## Exercise brief
Looking at the data below, state how many lines contain "that". No other words are wanted.

## Record excerpts

——

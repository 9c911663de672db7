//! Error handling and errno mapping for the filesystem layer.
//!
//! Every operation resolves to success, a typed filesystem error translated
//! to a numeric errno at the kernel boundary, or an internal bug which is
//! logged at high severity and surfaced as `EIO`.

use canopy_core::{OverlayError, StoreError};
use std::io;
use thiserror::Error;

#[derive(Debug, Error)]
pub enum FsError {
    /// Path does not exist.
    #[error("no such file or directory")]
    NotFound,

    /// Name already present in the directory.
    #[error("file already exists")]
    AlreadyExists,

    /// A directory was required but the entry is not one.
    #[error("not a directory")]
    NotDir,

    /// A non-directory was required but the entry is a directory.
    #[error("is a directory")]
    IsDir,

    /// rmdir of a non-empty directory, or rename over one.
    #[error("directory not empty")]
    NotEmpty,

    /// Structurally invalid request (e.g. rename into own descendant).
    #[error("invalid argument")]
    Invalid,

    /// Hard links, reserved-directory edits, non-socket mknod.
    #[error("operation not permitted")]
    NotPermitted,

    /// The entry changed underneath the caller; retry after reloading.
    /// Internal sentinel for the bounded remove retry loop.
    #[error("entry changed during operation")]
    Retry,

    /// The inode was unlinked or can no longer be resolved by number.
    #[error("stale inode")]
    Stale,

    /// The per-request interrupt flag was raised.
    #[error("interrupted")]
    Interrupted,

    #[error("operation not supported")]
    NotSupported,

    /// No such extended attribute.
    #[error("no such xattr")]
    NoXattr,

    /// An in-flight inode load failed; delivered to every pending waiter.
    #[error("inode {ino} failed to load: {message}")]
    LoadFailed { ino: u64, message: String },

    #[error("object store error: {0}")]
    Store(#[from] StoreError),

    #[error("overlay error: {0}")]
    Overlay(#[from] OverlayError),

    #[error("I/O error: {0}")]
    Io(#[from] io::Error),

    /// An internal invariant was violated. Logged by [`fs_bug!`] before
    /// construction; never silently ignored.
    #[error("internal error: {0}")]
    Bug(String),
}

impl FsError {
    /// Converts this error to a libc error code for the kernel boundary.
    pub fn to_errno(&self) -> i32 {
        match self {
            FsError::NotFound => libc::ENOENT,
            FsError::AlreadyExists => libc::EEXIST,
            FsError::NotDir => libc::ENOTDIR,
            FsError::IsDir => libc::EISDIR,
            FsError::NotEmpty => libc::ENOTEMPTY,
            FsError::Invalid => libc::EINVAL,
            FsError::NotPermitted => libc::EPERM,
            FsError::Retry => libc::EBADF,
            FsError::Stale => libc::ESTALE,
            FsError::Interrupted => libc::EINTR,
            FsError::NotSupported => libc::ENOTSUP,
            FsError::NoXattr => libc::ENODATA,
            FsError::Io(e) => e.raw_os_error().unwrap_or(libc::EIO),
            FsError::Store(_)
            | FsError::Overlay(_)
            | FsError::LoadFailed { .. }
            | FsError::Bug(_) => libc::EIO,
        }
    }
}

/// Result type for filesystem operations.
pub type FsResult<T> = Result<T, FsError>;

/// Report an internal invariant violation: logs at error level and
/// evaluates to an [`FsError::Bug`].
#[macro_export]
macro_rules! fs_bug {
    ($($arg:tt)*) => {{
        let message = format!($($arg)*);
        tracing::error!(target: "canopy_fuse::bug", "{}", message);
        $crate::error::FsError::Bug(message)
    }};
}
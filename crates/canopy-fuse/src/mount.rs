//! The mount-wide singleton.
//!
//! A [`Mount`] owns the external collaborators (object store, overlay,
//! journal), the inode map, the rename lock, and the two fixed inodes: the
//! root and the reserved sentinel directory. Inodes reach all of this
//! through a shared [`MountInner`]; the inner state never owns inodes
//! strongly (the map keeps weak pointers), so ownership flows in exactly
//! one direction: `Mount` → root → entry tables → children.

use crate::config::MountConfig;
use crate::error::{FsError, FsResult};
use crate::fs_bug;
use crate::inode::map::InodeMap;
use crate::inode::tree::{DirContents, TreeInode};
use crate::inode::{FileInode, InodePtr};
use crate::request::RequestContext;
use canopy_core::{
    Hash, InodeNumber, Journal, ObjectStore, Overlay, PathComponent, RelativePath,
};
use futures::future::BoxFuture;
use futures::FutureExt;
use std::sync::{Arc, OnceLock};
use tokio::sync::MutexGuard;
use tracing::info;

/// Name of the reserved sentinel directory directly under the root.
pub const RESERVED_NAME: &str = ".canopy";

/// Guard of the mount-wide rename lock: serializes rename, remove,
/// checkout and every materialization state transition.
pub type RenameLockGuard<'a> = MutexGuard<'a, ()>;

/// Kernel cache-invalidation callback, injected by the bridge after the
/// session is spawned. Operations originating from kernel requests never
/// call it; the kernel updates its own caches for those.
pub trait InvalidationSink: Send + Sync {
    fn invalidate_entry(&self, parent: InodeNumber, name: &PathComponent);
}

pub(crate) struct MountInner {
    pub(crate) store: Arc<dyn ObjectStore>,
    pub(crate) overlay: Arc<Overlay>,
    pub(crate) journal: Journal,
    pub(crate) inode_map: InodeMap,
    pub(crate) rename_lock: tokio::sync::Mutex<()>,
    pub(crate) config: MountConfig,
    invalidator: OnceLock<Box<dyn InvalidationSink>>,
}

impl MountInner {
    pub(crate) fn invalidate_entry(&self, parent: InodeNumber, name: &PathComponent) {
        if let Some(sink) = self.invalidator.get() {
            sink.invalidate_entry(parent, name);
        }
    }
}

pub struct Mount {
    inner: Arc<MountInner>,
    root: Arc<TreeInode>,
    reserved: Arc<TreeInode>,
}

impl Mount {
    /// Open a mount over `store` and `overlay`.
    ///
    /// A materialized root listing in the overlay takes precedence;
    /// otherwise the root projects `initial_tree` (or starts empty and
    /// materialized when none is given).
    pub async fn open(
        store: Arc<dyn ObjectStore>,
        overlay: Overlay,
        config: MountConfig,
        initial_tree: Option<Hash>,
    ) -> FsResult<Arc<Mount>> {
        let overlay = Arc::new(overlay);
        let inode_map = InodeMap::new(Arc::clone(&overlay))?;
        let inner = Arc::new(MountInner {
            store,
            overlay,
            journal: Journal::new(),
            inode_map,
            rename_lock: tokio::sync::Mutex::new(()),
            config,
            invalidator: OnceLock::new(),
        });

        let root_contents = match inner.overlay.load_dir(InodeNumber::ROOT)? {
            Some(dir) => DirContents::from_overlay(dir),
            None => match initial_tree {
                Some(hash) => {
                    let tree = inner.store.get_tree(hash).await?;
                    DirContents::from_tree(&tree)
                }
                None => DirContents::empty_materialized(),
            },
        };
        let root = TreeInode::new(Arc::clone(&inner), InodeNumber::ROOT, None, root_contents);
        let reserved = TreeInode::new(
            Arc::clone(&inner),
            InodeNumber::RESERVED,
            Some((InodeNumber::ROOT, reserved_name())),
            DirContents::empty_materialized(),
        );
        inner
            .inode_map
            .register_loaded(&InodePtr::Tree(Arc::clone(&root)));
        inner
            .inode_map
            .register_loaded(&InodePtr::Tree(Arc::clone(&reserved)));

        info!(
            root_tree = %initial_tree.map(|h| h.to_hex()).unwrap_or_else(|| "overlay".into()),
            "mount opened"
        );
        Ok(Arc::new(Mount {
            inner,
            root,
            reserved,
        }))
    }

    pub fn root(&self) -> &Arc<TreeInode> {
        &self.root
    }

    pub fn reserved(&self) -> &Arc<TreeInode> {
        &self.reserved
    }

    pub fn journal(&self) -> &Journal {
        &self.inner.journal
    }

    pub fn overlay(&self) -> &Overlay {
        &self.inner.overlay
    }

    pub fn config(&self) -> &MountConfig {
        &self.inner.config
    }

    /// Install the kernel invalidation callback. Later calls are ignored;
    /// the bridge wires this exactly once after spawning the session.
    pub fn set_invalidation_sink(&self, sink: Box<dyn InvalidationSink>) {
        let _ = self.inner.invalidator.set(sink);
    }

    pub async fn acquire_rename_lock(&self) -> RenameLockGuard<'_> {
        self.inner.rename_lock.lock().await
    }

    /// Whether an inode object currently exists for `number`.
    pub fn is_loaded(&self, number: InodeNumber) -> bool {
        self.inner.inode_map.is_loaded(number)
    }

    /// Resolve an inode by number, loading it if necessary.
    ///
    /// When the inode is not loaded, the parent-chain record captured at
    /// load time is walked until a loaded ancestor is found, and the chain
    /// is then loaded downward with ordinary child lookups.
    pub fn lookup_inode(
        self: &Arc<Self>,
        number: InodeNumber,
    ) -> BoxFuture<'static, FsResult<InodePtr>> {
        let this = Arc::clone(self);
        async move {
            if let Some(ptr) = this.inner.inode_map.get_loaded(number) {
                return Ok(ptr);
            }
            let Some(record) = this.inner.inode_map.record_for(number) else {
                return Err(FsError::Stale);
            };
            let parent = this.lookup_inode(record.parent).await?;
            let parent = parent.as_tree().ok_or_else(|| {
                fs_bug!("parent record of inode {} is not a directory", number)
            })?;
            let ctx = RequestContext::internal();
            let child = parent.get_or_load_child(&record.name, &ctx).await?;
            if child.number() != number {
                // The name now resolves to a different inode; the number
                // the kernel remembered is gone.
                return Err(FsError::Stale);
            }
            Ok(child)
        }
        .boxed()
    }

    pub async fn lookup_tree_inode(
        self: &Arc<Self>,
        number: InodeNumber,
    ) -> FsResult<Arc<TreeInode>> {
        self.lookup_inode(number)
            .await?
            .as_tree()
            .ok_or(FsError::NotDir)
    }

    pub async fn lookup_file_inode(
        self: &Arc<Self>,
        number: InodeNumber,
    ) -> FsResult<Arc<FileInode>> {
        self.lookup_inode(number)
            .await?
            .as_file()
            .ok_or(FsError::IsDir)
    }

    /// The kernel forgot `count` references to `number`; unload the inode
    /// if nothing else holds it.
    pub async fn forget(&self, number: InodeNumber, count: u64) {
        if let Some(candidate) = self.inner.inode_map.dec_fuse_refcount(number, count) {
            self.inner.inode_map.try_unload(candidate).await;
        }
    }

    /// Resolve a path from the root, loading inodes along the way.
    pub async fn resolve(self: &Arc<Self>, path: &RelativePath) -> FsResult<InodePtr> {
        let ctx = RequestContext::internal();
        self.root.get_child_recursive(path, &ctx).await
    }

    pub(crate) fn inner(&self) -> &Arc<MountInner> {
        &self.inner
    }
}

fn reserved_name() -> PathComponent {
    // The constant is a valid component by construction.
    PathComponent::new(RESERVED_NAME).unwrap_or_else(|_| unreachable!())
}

——

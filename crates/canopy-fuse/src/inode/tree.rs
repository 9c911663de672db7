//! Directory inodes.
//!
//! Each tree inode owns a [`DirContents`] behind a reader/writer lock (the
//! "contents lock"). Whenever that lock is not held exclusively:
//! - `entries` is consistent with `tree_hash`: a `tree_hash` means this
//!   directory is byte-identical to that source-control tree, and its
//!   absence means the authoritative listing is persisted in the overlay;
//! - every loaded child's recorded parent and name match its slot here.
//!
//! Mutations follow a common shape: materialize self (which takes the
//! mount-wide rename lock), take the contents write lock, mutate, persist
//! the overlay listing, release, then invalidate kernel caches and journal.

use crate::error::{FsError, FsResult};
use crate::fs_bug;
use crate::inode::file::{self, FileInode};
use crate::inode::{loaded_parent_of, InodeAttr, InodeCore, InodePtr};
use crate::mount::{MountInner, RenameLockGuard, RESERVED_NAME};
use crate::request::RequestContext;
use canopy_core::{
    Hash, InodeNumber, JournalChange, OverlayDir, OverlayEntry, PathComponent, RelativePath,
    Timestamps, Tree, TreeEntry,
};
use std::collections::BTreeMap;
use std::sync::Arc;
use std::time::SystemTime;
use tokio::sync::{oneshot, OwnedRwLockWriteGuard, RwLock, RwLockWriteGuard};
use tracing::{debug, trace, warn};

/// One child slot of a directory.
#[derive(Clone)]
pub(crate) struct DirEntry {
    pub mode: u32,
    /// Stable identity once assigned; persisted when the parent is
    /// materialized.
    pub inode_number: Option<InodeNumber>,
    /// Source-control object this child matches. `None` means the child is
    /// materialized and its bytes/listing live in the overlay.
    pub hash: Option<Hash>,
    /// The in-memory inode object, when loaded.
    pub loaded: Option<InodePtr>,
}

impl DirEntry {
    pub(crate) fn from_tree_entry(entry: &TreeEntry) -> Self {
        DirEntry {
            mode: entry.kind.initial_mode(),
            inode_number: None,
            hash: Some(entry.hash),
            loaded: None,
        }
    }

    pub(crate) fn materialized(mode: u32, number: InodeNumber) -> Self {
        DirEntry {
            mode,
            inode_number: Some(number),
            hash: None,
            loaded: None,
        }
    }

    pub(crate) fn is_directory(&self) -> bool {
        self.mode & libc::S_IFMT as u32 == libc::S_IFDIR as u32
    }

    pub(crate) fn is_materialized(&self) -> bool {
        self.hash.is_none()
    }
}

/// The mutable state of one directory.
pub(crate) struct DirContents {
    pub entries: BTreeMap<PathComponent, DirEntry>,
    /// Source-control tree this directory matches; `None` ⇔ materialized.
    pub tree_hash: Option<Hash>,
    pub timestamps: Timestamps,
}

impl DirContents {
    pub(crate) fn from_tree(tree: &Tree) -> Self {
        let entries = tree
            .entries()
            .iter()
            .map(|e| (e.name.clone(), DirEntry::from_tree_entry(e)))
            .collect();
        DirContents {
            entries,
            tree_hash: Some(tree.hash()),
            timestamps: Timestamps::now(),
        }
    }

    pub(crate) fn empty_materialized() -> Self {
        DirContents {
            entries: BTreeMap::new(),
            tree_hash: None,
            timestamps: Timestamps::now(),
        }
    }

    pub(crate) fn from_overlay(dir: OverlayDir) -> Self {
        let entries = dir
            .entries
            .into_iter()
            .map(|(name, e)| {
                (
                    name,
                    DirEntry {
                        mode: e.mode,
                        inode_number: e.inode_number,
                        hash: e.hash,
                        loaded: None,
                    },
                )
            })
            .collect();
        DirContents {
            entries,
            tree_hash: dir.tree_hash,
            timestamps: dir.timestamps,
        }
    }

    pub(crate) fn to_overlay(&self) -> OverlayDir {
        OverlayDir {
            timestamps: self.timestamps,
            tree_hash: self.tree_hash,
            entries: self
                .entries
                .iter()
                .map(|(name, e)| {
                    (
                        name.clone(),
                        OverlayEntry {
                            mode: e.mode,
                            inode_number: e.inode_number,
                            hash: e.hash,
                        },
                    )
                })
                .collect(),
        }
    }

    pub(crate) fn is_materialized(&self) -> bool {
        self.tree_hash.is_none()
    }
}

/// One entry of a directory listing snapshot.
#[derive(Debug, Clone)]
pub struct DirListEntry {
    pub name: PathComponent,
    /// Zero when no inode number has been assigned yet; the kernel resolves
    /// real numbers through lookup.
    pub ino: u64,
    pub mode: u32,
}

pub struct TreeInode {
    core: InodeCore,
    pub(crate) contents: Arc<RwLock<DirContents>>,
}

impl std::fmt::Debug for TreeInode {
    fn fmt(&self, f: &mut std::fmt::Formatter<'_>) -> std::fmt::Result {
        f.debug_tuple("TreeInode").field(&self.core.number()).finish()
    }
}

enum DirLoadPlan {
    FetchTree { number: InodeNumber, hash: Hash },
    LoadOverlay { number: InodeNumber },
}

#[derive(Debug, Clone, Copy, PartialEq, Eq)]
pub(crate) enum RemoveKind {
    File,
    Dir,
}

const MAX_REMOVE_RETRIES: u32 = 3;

——

## The completed task
2